Eigentlich hatte ich ja die CB im Bahnhof Sörup mit Formsignalen und EG aufnehmen wollen. Doch ein Zug auf dem Durchfahrgleis war praktisch nicht umsetzbar, da gleich daneben ein hoher Zaun stand. Die VTs fahren alle über das Ausweichgleis (Hausbahnsteig), so daß ich die Flügelsignale vor dem hübschen Empfangsgebäude wenigstens mit VT aufnehmen konnte. Zur CB dann nach Mohrkirch gedüst, wo ich die V60 mit ihren sieben Schiebewandwagen gerade noch mit Häusern des Ortes "geschafft" habe. Ein netteres Motiv mit Bauernhof entdeckte ich erst danach. Na ja, die 628er sind ja auch hübsch. Einen in rot und einen in grün/weiß abgewartet, dann auf einsamen Feldwegen nach Wagersrott an der Angelner Kleinbahn geradelt.

Zwischen Wagersrott und Scheggerott fand ich einen Standpunkt, der hinter dem Zug einen Weitblick über die korngoldene Angelner Hügellandschaft ermöglichte. Fehlte nur noch der Zug... Der kam nach ca 30 Min des in-der-Sonne-dösens. Diesmal hatte die V60 drei Wagen am Haken.

Diese Durchfahrt hatte mir so gut gefallen, daß ich beschloß, der Bahn eine Weile den Rücken zu kehren und per Rad die Feldwege der Umgebung zu erkunden. Und ich muß sagen, nachdem ich in den letzten Jahren fast ausschließlich in Mecklenburg Rad gefahren bin, war es eine Wohltat, daß hier jeder noch so kleine Feldweg und alle Ortsdurchfahrten asphaltiert waren... Die Landschaft Angelns kann durchaus mit Mecklenburg mithalten (na ja, fast...). Der tiefblaue Himmel über goldenen Kornfeldern, die Hügelkuppen mit schönen Ausblicken und die netten Dörfer: So herrliche Landschaftsaufnahmen wie in der ZDF-Landarzt-Serie kommen nicht von irgendwoher. So radelte ich also zwischen Deekelsen-Stadt (Kappeln) und Deekelsen-Bahnhof (Süderbrarup) auf die Schlei zu. Zwischen Ekemis und Ketelsby war es soweit. Von einer Hügelkuppe aus lag das blaue Band der Schlei mit seinen weißen Segeln vor mir. Abschüssig ging es nach Lindaunis weiter, wo die Fahrt ein jähes Ende an der Bahnschranke hatte. Ein VT 628 nahm die ganze Breite der Schleibrücke ein. Da das Licht absolut ungünstig stand, verzichtete ich auf ein Foto; einige Touris sahen das anders und hielten feste drauf.

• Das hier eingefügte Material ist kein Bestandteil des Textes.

//! Domain operations: role-checked, validated use cases over repositories.
//!
//! # Responsibility
//! - Check the session's capability for an operation before anything else.
//! - Parse operator input into typed records before any store call.
//! - Refresh the entity listing after every successful write.
//!
//! # Invariants
//! - Order per operation: policy check, validation, confirmation, store.
//! - Declined deletes never reach the store.
//! - Display transforms (duplicate suppression) never change stored data.

pub mod alumni_service;
pub mod committee_service;
pub mod department_service;
pub mod education_service;
pub mod event_service;
pub mod mentorship_service;
pub mod participation_service;
pub mod student_service;

use crate::gateway::{CellValue, GatewayError, GatewayResult, ReadOutcome, ResultSet, WriteOutcome};
use crate::model::form::ValidationError;
use crate::policy::{AccessGuard, Operation, PolicyError};
use log::{error, info, warn};
use serde::Serialize;
use std::error::Error;
use std::fmt::{Display, Formatter};
use std::time::Instant;

pub type ServiceResult<T> = Result<T, ServiceError>;

/// Failure of one domain operation.
#[derive(Debug)]
pub enum ServiceError {
    /// The session role may not invoke the operation. Nothing was validated or executed.
    Denied(PolicyError),
    /// Operator input was rejected locally. Nothing was executed.
    Validation(ValidationError),
    /// The store rejected or failed the statement.
    Gateway(GatewayError),
}

impl ServiceError {
    /// True for both policy denials and store-reported permission errors.
    pub fn is_permission_denied(&self) -> bool {
        match self {
            Self::Denied(_) => true,
            Self::Gateway(err) => err.is_permission_denied(),
            Self::Validation(_) => false,
        }
    }

    fn kind(&self) -> &'static str {
        match self {
            Self::Denied(_) => "denied",
            Self::Validation(_) => "validation",
            Self::Gateway(GatewayError::PermissionDenied { .. }) => "store_denied",
            Self::Gateway(GatewayError::Store(_)) => "store",
            Self::Gateway(GatewayError::ProcedureMode { .. }) => "procedure_mode",
        }
    }
}

impl Display for ServiceError {
    fn fmt(&self, f: &mut Formatter<'_>) -> std::fmt::Result {
        match self {
            Self::Denied(err) => write!(f, "{err}"),
            Self::Validation(err) => write!(f, "{err}"),
            Self::Gateway(err) => write!(f, "{err}"),
        }
    }
}

impl Error for ServiceError {
    fn source(&self) -> Option<&(dyn Error + 'static)> {
        match self {
            Self::Denied(err) => Some(err),
            Self::Validation(err) => Some(err),
            Self::Gateway(err) => Some(err),
        }
    }
}

impl From<PolicyError> for ServiceError {
    fn from(value: PolicyError) -> Self {
        Self::Denied(value)
    }
}

impl From<ValidationError> for ServiceError {
    fn from(value: ValidationError) -> Self {
        Self::Validation(value)
    }
}

impl From<GatewayError> for ServiceError {
    fn from(value: GatewayError) -> Self {
        Self::Gateway(value)
    }
}

/// Result of a successful write: affected rows plus the refreshed listing.
#[derive(Debug, Clone, PartialEq, Serialize)]
pub struct WriteReport {
    pub affected_rows: usize,
    pub refreshed: ReadOutcome,
}

/// Result of a delete request.
#[derive(Debug, Clone, PartialEq, Serialize)]
#[serde(tag = "status", rename_all = "snake_case")]
pub enum DeleteOutcome {
    /// The operator declined the confirmation; the store was not touched.
    Declined,
    Completed(WriteReport),
}

impl DeleteOutcome {
    pub fn is_declined(&self) -> bool {
        matches!(self, Self::Declined)
    }

    pub fn report(&self) -> Option<&WriteReport> {
        match self {
            Self::Declined => None,
            Self::Completed(report) => Some(report),
        }
    }
}

/// Yes/no confirmation asked before every delete.
pub trait Confirmation {
    fn confirm(&self, prompt: &str) -> bool;
}

impl Confirmation for bool {
    fn confirm(&self, _prompt: &str) -> bool {
        *self
    }
}

impl<F> Confirmation for F
where
    F: Fn(&str) -> bool,
{
    fn confirm(&self, prompt: &str) -> bool {
        self(prompt)
    }
}

/// Runs one domain operation behind the session guard and logs its outcome.
pub(crate) fn run<T>(
    guard: &AccessGuard,
    operation: Operation,
    body: impl FnOnce() -> ServiceResult<T>,
) -> ServiceResult<T> {
    guard.check(operation)?;

    let started_at = Instant::now();
    let result = body();
    let duration_ms = started_at.elapsed().as_millis();
    match &result {
        Ok(_) => info!(
            "event=operation module=service status=ok session_id={} role={} operation={} duration_ms={}",
            guard.session_id(),
            guard.role(),
            operation,
            duration_ms
        ),
        Err(ServiceError::Validation(validation)) => warn!(
            "event=operation module=service status=invalid session_id={} role={} operation={} duration_ms={} field={}",
            guard.session_id(),
            guard.role(),
            operation,
            duration_ms,
            validation.field().unwrap_or("-")
        ),
        Err(err) => error!(
            "event=operation module=service status=error session_id={} role={} operation={} duration_ms={} error_kind={}",
            guard.session_id(),
            guard.role(),
            operation,
            duration_ms,
            err.kind()
        ),
    }
    result
}

/// Wraps a write outcome with the refreshed listing of the entity.
pub(crate) fn report(
    outcome: WriteOutcome,
    refresh: impl FnOnce() -> ServiceResult<ReadOutcome>,
) -> ServiceResult<WriteReport> {
    Ok(WriteReport {
        affected_rows: outcome.affected_rows,
        refreshed: refresh()?,
    })
}

/// Asks for confirmation and runs `delete` only when the operator agrees.
pub(crate) fn confirm_then(
    confirmation: &dyn Confirmation,
    prompt: &str,
    delete: impl FnOnce() -> ServiceResult<WriteReport>,
) -> ServiceResult<DeleteOutcome> {
    if !confirmation.confirm(prompt) {
        info!("event=delete_declined module=service status=ok");
        return Ok(DeleteOutcome::Declined);
    }
    delete().map(DeleteOutcome::Completed)
}

/// Lifts a repository read into the service result type.
pub(crate) fn read(result: GatewayResult<ReadOutcome>) -> ServiceResult<ReadOutcome> {
    result.map_err(ServiceError::from)
}

/// Blanks the first `blank_width` cells of every row whose first cell equals
/// the previous row's first cell. Rows must already be ordered by that cell.
pub fn suppress_repeated_leading(set: &mut ResultSet, blank_width: usize) {
    let mut previous: Option<CellValue> = None;
    for row in &mut set.rows {
        let Some(leading) = row.first().cloned() else {
            continue;
        };
        if previous.as_ref() == Some(&leading) {
            for cell in row.iter_mut().take(blank_width) {
                *cell = CellValue::blank();
            }
        }
        previous = Some(leading);
    }
}
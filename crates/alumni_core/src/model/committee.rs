//! Event committee records.

use crate::model::form::{
    optional, parse_int, parse_selection, require_all, required, FormResult, ValidationError,
};
use serde::{Deserialize, Serialize};

#[derive(Debug, Clone, PartialEq, Eq, Serialize, Deserialize)]
pub struct Committee {
    pub cid: i64,
    pub event_id: i64,
    pub name: String,
    pub phone: Option<String>,
    pub head: String,
}

/// Operator input for `committee.add`.
#[derive(Debug, Clone, Default, PartialEq, Eq)]
pub struct CommitteeForm {
    pub cid: String,
    pub event: String,
    pub name: String,
    pub phone: String,
    pub head: String,
}

impl CommitteeForm {
    pub fn parse(&self) -> FormResult<Committee> {
        require_all(&[
            ("Committee ID", &self.cid),
            ("Event", &self.event),
            ("Name", &self.name),
            ("Head", &self.head),
        ])?;
        Ok(Committee {
            cid: parse_int("Committee ID", &self.cid)?,
            event_id: parse_selection("Event", &self.event)?,
            name: required("Name", &self.name)?,
            phone: optional(&self.phone),
            head: required("Head", &self.head)?,
        })
    }
}

/// Parsed `committee.update`; at least one field is set.
#[derive(Debug, Clone, PartialEq, Eq)]
pub struct CommitteeUpdate {
    pub cid: i64,
    pub head: Option<String>,
    pub phone: Option<String>,
}

/// Operator input for `committee.update`.
#[derive(Debug, Clone, Default, PartialEq, Eq)]
pub struct CommitteeUpdateForm {
    pub cid: String,
    pub head: String,
    pub phone: String,
}

impl CommitteeUpdateForm {
    pub fn parse(&self) -> FormResult<CommitteeUpdate> {
        let cid = parse_int("Committee ID", &self.cid)?;
        let head = optional(&self.head);
        let phone = optional(&self.phone);
        if head.is_none() && phone.is_none() {
            return Err(ValidationError::NoUpdateField {
                fields: &["New Head", "New Phone"],
            });
        }
        Ok(CommitteeUpdate { cid, head, phone })
    }
}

Leider wurde mir nun bewußt, daß ich den ab Rieseby angestrebten RE nicht erreichen würde. Ich hatte nun nämlich südlich Eckernförde noch paar Sandwich-Bilder machen wollen. So mußte ich versuchen, ohne Zuhilfenahme des Zuges rechtzeitig zum Sandwich 16.25 Uhr ab Gettorf an der Strecke südlich Eckernförde zu sein. So kam eine ätzende Hetzerei zustande. Vorbei ging es am dicht belagerten Stadtstrand von Eckernförde. Muß Spaß machen, sich in der sengenden Hitze an einem baumlosen Strand direkt neben der B76 grillen zu lassen... Ich kam bei dem dichten Verkehr kaum über die Straße rüber, um den Zug zu knipsen. Das eigentlich vorgesehene Motiv hatte ich nicht mehr rechtzeitig erreicht.

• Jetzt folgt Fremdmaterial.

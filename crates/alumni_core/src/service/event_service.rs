//! Event use-case service.

use crate::gateway::ReadOutcome;
use crate::model::event::{EventForm, EventUpdateForm};
use crate::model::form::{parse_int, Choice};
use crate::policy::{AccessGuard, Operation};
use crate::repo::event_repo::EventRepository;
use crate::service::{
    confirm_then, read, report, run, Confirmation, DeleteOutcome, ServiceResult, WriteReport,
};

/// Use-case service wrapper for event operations.
pub struct EventService<R: EventRepository> {
    guard: AccessGuard,
    repo: R,
}

impl<R: EventRepository> EventService<R> {
    pub fn new(guard: AccessGuard, repo: R) -> Self {
        Self { guard, repo }
    }

    pub fn add(&self, form: &EventForm) -> ServiceResult<WriteReport> {
        run(&self.guard, Operation::AddEvent, || {
            let event = form.parse()?;
            let outcome = self.repo.insert(&event)?;
            report(outcome, || self.listing())
        })
    }

    pub fn view(&self) -> ServiceResult<ReadOutcome> {
        run(&self.guard, Operation::ViewEvents, || self.listing())
    }

    /// Replaces any of description, location and date.
    pub fn update(&self, form: &EventUpdateForm) -> ServiceResult<WriteReport> {
        run(&self.guard, Operation::UpdateEvent, || {
            let update = form.parse()?;
            let outcome = self.repo.update(&update)?;
            report(outcome, || self.listing())
        })
    }

    /// Deletes one event with its committees and participation.
    pub fn delete(
        &self,
        event_id: &str,
        confirmation: &dyn Confirmation,
    ) -> ServiceResult<DeleteOutcome> {
        run(&self.guard, Operation::DeleteEvent, || {
            let event_id = parse_int("Event ID", event_id)?;
            let prompt = format!(
                "Delete Event {event_id}? Its committees and participation records are removed too."
            );
            confirm_then(confirmation, &prompt, || {
                let outcome = self.repo.delete(event_id)?;
                report(outcome, || self.listing())
            })
        })
    }

    pub fn lookup(&self) -> ServiceResult<Vec<Choice>> {
        run(&self.guard, Operation::LookupEvents, || Ok(self.repo.lookup()?))
    }

    fn listing(&self) -> ServiceResult<ReadOutcome> {
        read(self.repo.list())
    }
}
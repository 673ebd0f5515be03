//! Committee repository contracts and SQLite implementation.

use crate::gateway::{GatewayResult, QueryGateway, ReadOutcome, WriteOutcome};
use crate::model::committee::{Committee, CommitteeUpdate};
use crate::repo::{int, opt_text, text};
use rusqlite::types::Value;

/// Repository interface for committee operations.
pub trait CommitteeRepository {
    fn insert(&self, committee: &Committee) -> GatewayResult<WriteOutcome>;
    fn list(&self) -> GatewayResult<ReadOutcome>;
    fn update(&self, update: &CommitteeUpdate) -> GatewayResult<WriteOutcome>;
    fn delete(&self, cid: i64) -> GatewayResult<WriteOutcome>;
}

/// SQLite-backed committee repository.
pub struct SqliteCommitteeRepository<'conn> {
    gateway: QueryGateway<'conn>,
}

impl<'conn> SqliteCommitteeRepository<'conn> {
    pub fn new(gateway: QueryGateway<'conn>) -> Self {
        Self { gateway }
    }
}

impl CommitteeRepository for SqliteCommitteeRepository<'_> {
    fn insert(&self, committee: &Committee) -> GatewayResult<WriteOutcome> {
        self.gateway.write(
            "INSERT INTO Committee (cid, event_id, name, phone, head)
             VALUES (?1, ?2, ?3, ?4, ?5);",
            &[
                int(committee.cid),
                int(committee.event_id),
                text(&committee.name),
                opt_text(committee.phone.as_deref()),
                text(&committee.head),
            ],
        )
    }

    fn list(&self) -> GatewayResult<ReadOutcome> {
        self.gateway.read(
            "SELECT
                C.cid,
                C.name,
                C.phone,
                C.head,
                E.name AS event_name
             FROM Committee C
             JOIN Event E ON C.event_id = E.event_id
             ORDER BY E.event_id, C.cid;",
            &[],
        )
    }

    fn update(&self, update: &CommitteeUpdate) -> GatewayResult<WriteOutcome> {
        let mut assignments = Vec::new();
        let mut params: Vec<Value> = Vec::new();
        if let Some(head) = update.head.as_deref() {
            params.push(text(head));
            assignments.push(format!("head = ?{}", params.len()));
        }
        if let Some(phone) = update.phone.as_deref() {
            params.push(text(phone));
            assignments.push(format!("phone = ?{}", params.len()));
        }
        params.push(int(update.cid));
        let sql = format!(
            "UPDATE Committee SET {} WHERE cid = ?{};",
            assignments.join(", "),
            params.len()
        );
        self.gateway.write(&sql, &params)
    }

    fn delete(&self, cid: i64) -> GatewayResult<WriteOutcome> {
        self.gateway
            .write("DELETE FROM Committee WHERE cid = ?1;", &[int(cid)])
    }
}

Für die Rückfahrt des Sandwich war ich dann allerdings an der Pferdeweide der Familie von und zu Altenhof (wohnhaft im nahegelegenen Schloß) zur Stelle. Ein einsames Blinklicht sichert hier einen Feldweg. Sandige Bodenwellen, hohe Pappeln und die in dieser Gegend obligatorischen Waldränder hinter Kornfeldern dienten als Kulisse für RE 35517 und einen 628. Auf dieser Nebenbahn brettern die Züge mit 120 km/h durch die Gegend. Da alle BÜs (wie der des besagten Feldweges) technisch gesichert sind, gibt es für diese Nebenbahn eine Ausnahmegenehmigung.

Auf Nebenstraßen durch einen Wechsel von Feldern und Wäldern gelangte ich dann nach Neudorf-Bornstein. Dort ein Motiv mit Tümpel bei einem Gehöft erkundet. Dadurch fühlte sich der örtliche Hund auf den Plan gerufen und kam in weiten Sätzen (ohne Schwanzwedeln) auf mich zu. Zum Glück habe ich eine sehr schwere Kamera, die man zur Not auch mal gegen Hundeschnauzen einsetzen kann (Reparaturrechnung zahlt ggf. natürlich der Hundebesitzer; ich befand mich schließlich auf öffentlichem Grund). Mein offensives Gebrüll reichte allerdings zum Glück, den Hund erstmal stutzen und Frauchen auf der Bildfläche erscheinen zu lassen. Obligatorische Frage: "Was machen Sie denn hier?" Doofe Frage, Züge fotografieren natürlich. Sieht man doch. (Hab ich so deutlich nicht gesagt...). Erstaunt war ich dann allerdings über ihre Reaktion: "Wieso, die kommen doch immer nur um die volle Stunde rum hier vorbei". Natürlich habe ich ihr von der Angebotserweiterung erzählt, worauf sie sich daran erinnerte, daß da ja tatsächlich neuerdings manchmal "so alte Züge mit zwei Loks und zwei Wagen" vorüberkommen. Diesen "alten Zug" nahm ich dann doch nicht bei ihrem Hof, sondern ein Stück weiter in Richtung Gettorf auf.

In Gettorf war ich dann fix und fertig, habe den örtlichen Supermarkt um paar Getränke ärmer gemacht und mich auf den Sitzplatz im Zug gefreut. Leider hatte ich die Kamera schon ziemlich tief unten verstaut, so daß ich den im besten Licht einfahrenden und mit meinem VT kreuzenden "Emma"-Triebwagen nicht fotografieren konnte. Was solls...

RE 35387 Gettorf 18.58 > Kiel Hbf 19.13

Der VT war brechend voll (an einem normalen MI-Abend!). Irgendwie freute es mich, daß die Bahn hier so stark frequentiert wird. Mit dem Lokführer eine Weile geklönt.

RE 35059 Kiel Hbf 19.25 > Hamburg Hbf 20.37

Die Folgen der Tour spürte ich noch Tage später in den Oberschenkeln... Allerdings war die Tour dank des Bombenwetters ein voller Erfolg. Und ich habe mir mal wieder selbst bewiesen, daß eine Fototour mit ÖPNV (und Fahrrad) eben doch möglich ist und viel mehr Spaß als eine Autotour macht.